:: EXERCISE ::
Output all the data exactly as it appears below.

[Stored data]
····················
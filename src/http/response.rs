//! GraphQL response construction.
//!
//! # Design Decisions
//! - Every body is a GraphQL response object, including rejections
//! - Rate limit rejections carry `Retry-After`
//! - Execution results are 200 even when they carry field errors

use axum::http::{header, HeaderValue, StatusCode};
use axum::response::{IntoResponse, Response};
use axum::Json;

use crate::error::{GatewayError, GraphQLResponse};
use crate::security::ErrorMasker;

pub fn graphql_response(status: StatusCode, body: GraphQLResponse) -> Response {
    (status, Json(body)).into_response()
}

/// Whole-request rejection without masking.
pub fn error_response(err: &GatewayError) -> Response {
    with_retry_after(err, graphql_response(err.status(), GraphQLResponse::from(err)))
}

/// Whole-request rejection, masked for the current mode.
pub fn rejection_response(err: &GatewayError, masker: &ErrorMasker) -> Response {
    let body = GraphQLResponse::from_errors(vec![masker.mask(err.to_graphql_error())]);
    with_retry_after(err, graphql_response(err.status(), body))
}

fn with_retry_after(err: &GatewayError, mut response: Response) -> Response {
    if let GatewayError::RateLimitExceeded { retry_after_secs } = err {
        response
            .headers_mut()
            .insert(header::RETRY_AFTER, HeaderValue::from(*retry_after_secs));
    }
    response
}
····················
:: SOLUTION TO THIS EXERCISE ::
filename src/http/response.rs
//! GraphQL response construction.
//!
//! # Design Decisions
//! - Every body is a GraphQL response object, including rejections
//! - Rate limit rejections carry `Retry-After`
//! - Execution results are 200 even when they carry field errors

use axum::http::{header, HeaderValue, StatusCode};
use axum::response::{IntoResponse, Response};
use axum::Json;

use crate::error::{GatewayError, GraphQLResponse};
use crate::security::ErrorMasker;

pub fn graphql_response(status: StatusCode, body: GraphQLResponse) -> Response {
    (status, Json(body)).into_response()
}

/// Whole-request rejection without masking.
pub fn error_response(err: &GatewayError) -> Response {
    with_retry_after(err, graphql_response(err.status(), GraphQLResponse::from(err)))
}

/// Whole-request rejection, masked for the current mode.
pub fn rejection_response(err: &GatewayError, masker: &ErrorMasker) -> Response {
    let body = GraphQLResponse::from_errors(vec![masker.mask(err.to_graphql_error())]);
    with_retry_after(err, graphql_response(err.status(), body))
}

fn with_retry_after(err: &GatewayError, mut response: Response) -> Response {
    if let GatewayError::RateLimitExceeded { retry_after_secs } = err {
        response
            .headers_mut()
            .insert(header::RETRY_AFTER, HeaderValue::from(*retry_after_secs));
    }
    response
}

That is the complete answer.